## Aim of the exercise
Quote the listing below word for word, stopping after the line that contains "impl std::fmt::Debug for MemoryRegion".
◇ ◇ ◇ ◇
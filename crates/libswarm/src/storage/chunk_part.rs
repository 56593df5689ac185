use memmap2::{Mmap, MmapMut};

/// Backing memory of a [`ChunkPart`].
pub enum MemoryRegion {
    Mmap(MmapMut),
    ReadOnly(Mmap),
    Buffer(Box<[u8]>),
}

impl std::fmt::Debug for MemoryRegion {
    fn fmt(&self, f: &mut std::fmt::Formatter<'_>) -> std::fmt::Result {
        let (kind, len) = match self {
            MemoryRegion::Mmap(m) => ("mmap", m.len()),
            MemoryRegion::ReadOnly(m) => ("mmap-ro", m.len()),
            MemoryRegion::Buffer(b) => ("buffer", b.len()),
        };
        write!(f, "{kind}[{len}]")
    }
}

impl MemoryRegion {
    pub fn len(&self) -> usize {
        self.as_slice().len()
    }

    pub fn is_empty(&self) -> bool {
        self.len() == 0
    }

    pub fn as_slice(&self) -> &[u8] {
        match self {
            MemoryRegion::Mmap(m) => &m[..],
            MemoryRegion::ReadOnly(m) => &m[..],
            MemoryRegion::Buffer(b) => &b[..],
        }
    }

    pub fn as_mut_slice(&mut self) -> Option<&mut [u8]> {
        match self {
            MemoryRegion::Mmap(m) => Some(&mut m[..]),
            MemoryRegion::ReadOnly(_) => None,
            MemoryRegion::Buffer(b) => Some(&mut b[..]),
        }
    }

    pub fn is_writable(&self) -> bool {
        !matches!(self, MemoryRegion::ReadOnly(_))
    }

    pub fn flush(&self) -> std::io::Result<()> {
        match self {
            MemoryRegion::Mmap(m) => m.flush(),
            MemoryRegion::ReadOnly(_) | MemoryRegion::Buffer(_) => Ok(()),
        }
    }

    /// Bytes from `offset` on that are resident in memory without a page
    /// fault, counted in whole pages and clamped to the region.
    pub fn incore_length(&self, offset: usize) -> usize {
        let len = self.len();
        if offset >= len {
            return 0;
        }
        match self {
            MemoryRegion::Buffer(_) => len - offset,
            MemoryRegion::Mmap(_) | MemoryRegion::ReadOnly(_) => {
                resident_bytes(&self.as_slice()[offset..])
            }
        }
    }
}

#[cfg(unix)]
fn page_size() -> usize {
    // SAFETY: sysconf has no preconditions.
    let size = unsafe { libc::sysconf(libc::_SC_PAGESIZE) };
    if size <= 0 { 4096 } else { size as usize }
}

#[cfg(unix)]
fn resident_bytes(data: &[u8]) -> usize {
    if data.is_empty() {
        return 0;
    }
    let page = page_size();
    let start = data.as_ptr() as usize;
    let end = start + data.len();
    let aligned_start = start & !(page - 1);
    let pages = (end - aligned_start).div_ceil(page);
    let mut vec = vec![0u8; pages];

    // SAFETY: the range lies within a live mapping, `vec` holds one byte per
    // page of it.
    let ret = unsafe {
        libc::mincore(
            aligned_start as *mut libc::c_void,
            end - aligned_start,
            vec.as_mut_ptr().cast(),
        )
    };
    if ret != 0 {
        // Can't tell, let the reader fault the pages in.
        return data.len();
    }
    let resident_pages = vec.iter().take_while(|v| *v & 1 != 0).count();
    (aligned_start + resident_pages * page).min(end).saturating_sub(start)
}

#[cfg(not(unix))]
fn resident_bytes(data: &[u8]) -> usize {
    data.len()
}

/// A contiguous piece of a chunk living in a single file.
#[derive(Debug)]
pub struct ChunkPart {
    region: MemoryRegion,
    // Offset of the part inside the chunk.
    position: u32,
    file_index: usize,
    file_offset: u64,
}

impl ChunkPart {
    pub fn new(region: MemoryRegion, position: u32, file_index: usize, file_offset: u64) -> Self {
        Self {
            region,
            position,
            file_index,
            file_offset,
        }
    }

    pub fn region(&self) -> &MemoryRegion {
        &self.region
    }

    pub(crate) fn region_mut(&mut self) -> &mut MemoryRegion {
        &mut self.region
    }

    pub fn position(&self) -> u32 {
        self.position
    }

    pub fn len(&self) -> u32 {
        self.region.len() as u32
    }

    pub fn is_empty(&self) -> bool {
        self.region.is_empty()
    }

    pub fn end(&self) -> u32 {
        self.position + self.len()
    }

    pub fn file_index(&self) -> usize {
        self.file_index
    }

    pub fn file_offset(&self) -> u64 {
        self.file_offset
    }
}

#[cfg(test)]
mod tests {
    use super::*;

    #[test]
    fn test_buffer_region() {
        let mut r = MemoryRegion::Buffer(vec![0u8; 10].into_boxed_slice());
        assert!(r.is_writable());
        assert_eq!(r.incore_length(4), 6);
        assert_eq!(r.incore_length(10), 0);
        r.as_mut_slice().unwrap()[0] = 1;
        assert_eq!(r.as_slice()[0], 1);
    }

    #[test]
    fn test_anon_mmap_is_resident_after_touch() {
        let mut m = memmap2::MmapOptions::new().len(3 * 4096).map_anon().unwrap();
        m.fill(1);
        let r = MemoryRegion::Mmap(m);
        assert_eq!(r.incore_length(100), 3 * 4096 - 100);
    }
}
use std::sync::Arc;

use parking_lot::{RwLock, RwLockReadGuard, RwLockWriteGuard};
use tracing::{debug, trace, warn};

use crate::{
    clock::Timestamp,
    error::{Error, Result},
};

use super::{ChunkStorage, chunk::Chunk, chunk_manager::ChunkManager};

#[derive(Debug, Clone, Copy, PartialEq, Eq, Default)]
pub struct GetFlags {
    pub writable: bool,
    /// Excludes new writers until released. Taken for hashing.
    pub blocking: bool,
}

impl GetFlags {
    pub const READ: GetFlags = GetFlags {
        writable: false,
        blocking: false,
    };
    pub const WRITE: GetFlags = GetFlags {
        writable: true,
        blocking: false,
    };
    pub const BLOCKING: GetFlags = GetFlags {
        writable: false,
        blocking: true,
    };

    pub const fn with_blocking(mut self) -> Self {
        self.blocking = true;
        self
    }
}

#[derive(Debug, Clone, Copy, PartialEq, Eq)]
pub enum SyncMode {
    /// Sync every released dirty chunk.
    All,
    /// Only those not modified within the manager's sync timeout.
    Timeout,
}

/// Per index state of a [`ChunkList`].
#[derive(Debug, Default)]
pub struct ChunkListNode {
    chunk: Option<Arc<RwLock<Chunk>>>,
    // Read-only mappings replaced by a writable one, still held by readers.
    superseded: Vec<Arc<RwLock<Chunk>>>,
    references: u32,
    writable: u32,
    blocking: u32,
    // Written through a handle since the last sync.
    dirty: bool,
    queued: bool,
    time_modified: Timestamp,
    time_preloaded: Timestamp,
}

impl ChunkListNode {
    pub fn is_loaded(&self) -> bool {
        self.chunk.is_some()
    }

    pub fn references(&self) -> u32 {
        self.references
    }

    pub fn writable(&self) -> u32 {
        self.writable
    }

    pub fn blocking(&self) -> u32 {
        self.blocking
    }

    pub fn is_dirty(&self) -> bool {
        self.dirty
    }

    pub fn time_modified(&self) -> Timestamp {
        self.time_modified
    }

    pub fn time_preloaded(&self) -> Timestamp {
        self.time_preloaded
    }
}

/// A reference to a loaded chunk. Must be given back to the [`ChunkList`] it
/// came from with [`ChunkList::release`].
#[derive(Debug)]
pub struct ChunkHandle {
    index: u32,
    chunk: Arc<RwLock<Chunk>>,
    writable: bool,
    blocking: bool,
}

impl ChunkHandle {
    pub fn index(&self) -> u32 {
        self.index
    }

    pub fn is_writable(&self) -> bool {
        self.writable
    }

    pub fn is_blocking(&self) -> bool {
        self.blocking
    }

    pub fn is_loaded(&self) -> bool {
        self.chunk.read().is_valid()
    }

    pub fn read(&self) -> RwLockReadGuard<'_, Chunk> {
        self.chunk.read()
    }

    pub fn write(&self) -> Result<RwLockWriteGuard<'_, Chunk>> {
        if !self.writable {
            return Err(Error::Internal("writing through a read-only chunk handle"));
        }
        Ok(self.chunk.write())
    }
}

/// Loaded chunks of one download, reference counted per index.
///
/// A chunk is mapped on first use and stays loaded while referenced. When the
/// last handle goes away a chunk that was written to is queued for syncing,
/// others are dropped right away.
pub struct ChunkList {
    storage: Arc<dyn ChunkStorage>,
    manager: Arc<ChunkManager>,
    nodes: Vec<ChunkListNode>,
    queue: Vec<u32>,
}

impl std::fmt::Debug for ChunkList {
    fn fmt(&self, f: &mut std::fmt::Formatter<'_>) -> std::fmt::Result {
        f.debug_struct("ChunkList")
            .field("loaded", &self.nodes.iter().filter(|n| n.is_loaded()).count())
            .field("queue", &self.queue)
            .finish()
    }
}

impl ChunkList {
    pub fn new(storage: Arc<dyn ChunkStorage>, manager: Arc<ChunkManager>) -> Self {
        let size = storage.lengths().total_chunks() as usize;
        Self {
            storage,
            manager,
            nodes: (0..size).map(|_| ChunkListNode::default()).collect(),
            queue: Vec::new(),
        }
    }

    pub fn size(&self) -> usize {
        self.nodes.len()
    }

    pub fn node(&self, index: u32) -> Option<&ChunkListNode> {
        self.nodes.get(index as usize)
    }

    pub fn sync_queue(&self) -> &[u32] {
        &self.queue
    }

    pub fn manager(&self) -> &Arc<ChunkManager> {
        &self.manager
    }

    pub fn get(&mut self, index: u32, flags: GetFlags, now: Timestamp) -> Result<ChunkHandle> {
        let lengths = *self.storage.lengths();
        let vidx = lengths
            .validate_chunk_index(index)
            .ok_or(Error::BugIndexOutOfRange(index))?;
        let node = &mut self.nodes[index as usize];
        if flags.writable && node.blocking > 0 {
            return Err(Error::ChunkBlocked(index));
        }

        let needs_upgrade = match node.chunk.as_ref() {
            None => None,
            Some(c) => Some(flags.writable && !c.read().is_writable()),
        };
        let chunk = match (needs_upgrade, node.chunk.as_ref()) {
            (None, _) | (_, None) => {
                let size = lengths.chunk_length(vidx);
                if !self.manager.allocate(size) {
                    return Err(Error::OutOfMemory);
                }
                let chunk = match self.storage.create_chunk(vidx, flags.writable) {
                    Ok(c) => c,
                    Err(e) => {
                        self.manager.deallocate(size);
                        return Err(Error::Storage(e));
                    }
                };
                trace!(index, writable = flags.writable, "loaded chunk");
                node.time_preloaded = now;
                let chunk = Arc::new(RwLock::new(chunk));
                node.chunk = Some(chunk.clone());
                chunk
            }
            (Some(true), Some(old)) => {
                // Readers keep their mapping, new handles get a writable one.
                let size = lengths.chunk_length(vidx);
                if !self.manager.allocate(size) {
                    return Err(Error::OutOfMemory);
                }
                let chunk = match self.storage.create_chunk(vidx, true) {
                    Ok(c) => c,
                    Err(e) => {
                        self.manager.deallocate(size);
                        return Err(Error::Storage(e));
                    }
                };
                trace!(index, "upgraded chunk to writable");
                node.superseded.push(old.clone());
                let chunk = Arc::new(RwLock::new(chunk));
                node.chunk = Some(chunk.clone());
                chunk
            }
            (Some(false), Some(c)) => c.clone(),
        };

        node.references += 1;
        if flags.writable {
            node.writable += 1;
            node.time_modified = now;
        }
        if flags.blocking {
            node.blocking += 1;
        }
        Ok(ChunkHandle {
            index,
            chunk,
            writable: flags.writable,
            blocking: flags.blocking,
        })
    }

    pub fn release(&mut self, handle: ChunkHandle) -> Result<()> {
        let ChunkHandle {
            index,
            chunk,
            writable,
            blocking,
        } = handle;
        drop(chunk);
        let size = self.chunk_size(index);
        let node = self
            .nodes
            .get_mut(index as usize)
            .ok_or(Error::BugInvalidChunkHandle)?;
        if node.chunk.is_none() || node.references == 0 {
            return Err(Error::BugInvalidChunkHandle);
        }
        node.references -= 1;
        if writable {
            node.writable = node
                .writable
                .checked_sub(1)
                .ok_or(Error::BugInvalidChunkHandle)?;
            node.dirty = true;
        }
        if blocking {
            node.blocking = node
                .blocking
                .checked_sub(1)
                .ok_or(Error::BugInvalidChunkHandle)?;
        }

        // Superseded mappings nobody reads anymore go back to the budget.
        let manager = &self.manager;
        node.superseded.retain(|c| {
            let held = Arc::strong_count(c) > 1;
            if !held {
                manager.deallocate(size);
            }
            held
        });

        if node.references == 0 {
            if node.dirty {
                if !node.queued {
                    node.queued = true;
                    self.queue.push(index);
                }
            } else {
                self.clear_chunk(index);
            }
        }
        Ok(())
    }

    fn chunk_size(&self, index: u32) -> u32 {
        let lengths = self.storage.lengths();
        lengths
            .validate_chunk_index(index)
            .map(|vidx| lengths.chunk_length(vidx))
            .unwrap_or_default()
    }

    fn clear_chunk(&mut self, index: u32) {
        let size = self.chunk_size(index);
        let Some(node) = self.nodes.get_mut(index as usize) else {
            return;
        };
        for _ in node.superseded.drain(..) {
            self.manager.deallocate(size);
        }
        if node.chunk.take().is_some() {
            self.manager.deallocate(size);
            trace!(index, "unloaded chunk");
        }
        node.dirty = false;
        node.time_preloaded = Timestamp::default();
    }

    /// Sync and unload queued chunks nobody holds. Returns how many were
    /// synced.
    pub fn sync_chunks(&mut self, mode: SyncMode, now: Timestamp) -> Result<usize> {
        let timeout = self.manager.options().sync_timeout;
        let queue = std::mem::take(&mut self.queue);
        let mut keep = Vec::new();
        let mut synced = 0;

        for (pos, index) in queue.iter().copied().enumerate() {
            let node = &mut self.nodes[index as usize];
            if node.references > 0 {
                // Back in use, queued again on release.
                node.queued = false;
                continue;
            }
            if mode == SyncMode::Timeout && now.since(node.time_modified) < timeout {
                keep.push(index);
                continue;
            }
            if let Some(chunk) = node.chunk.as_ref() {
                if let Err(e) = self.storage.sync_chunk(&chunk.read()) {
                    keep.extend_from_slice(&queue[pos..]);
                    self.queue = keep;
                    return Err(Error::Storage(e));
                }
            }
            node.queued = false;
            self.clear_chunk(index);
            synced += 1;
        }

        self.queue = keep;
        if synced > 0 {
            debug!(synced, queued = self.queue.len(), "synced chunks");
        }
        Ok(synced)
    }
}

impl Drop for ChunkList {
    fn drop(&mut self) {
        if let Err(e) = self.sync_chunks(SyncMode::All, Timestamp::now()) {
            warn!("error syncing chunks: {e:#}");
        }
        for index in 0..self.nodes.len() as u32 {
            self.clear_chunk(index);
        }
    }
}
◇ ◇ ◇ ◇
## Task result
filename crates/libswarm/src/storage/chunk_part.rs
repository 56593df5689ac185
use memmap2::{Mmap, MmapMut};

/// Backing memory of a [`ChunkPart`].
pub enum MemoryRegion {
    Mmap(MmapMut),
    ReadOnly(Mmap),
    Buffer(Box<[u8]>),
}

impl std::fmt::Debug for MemoryRegion {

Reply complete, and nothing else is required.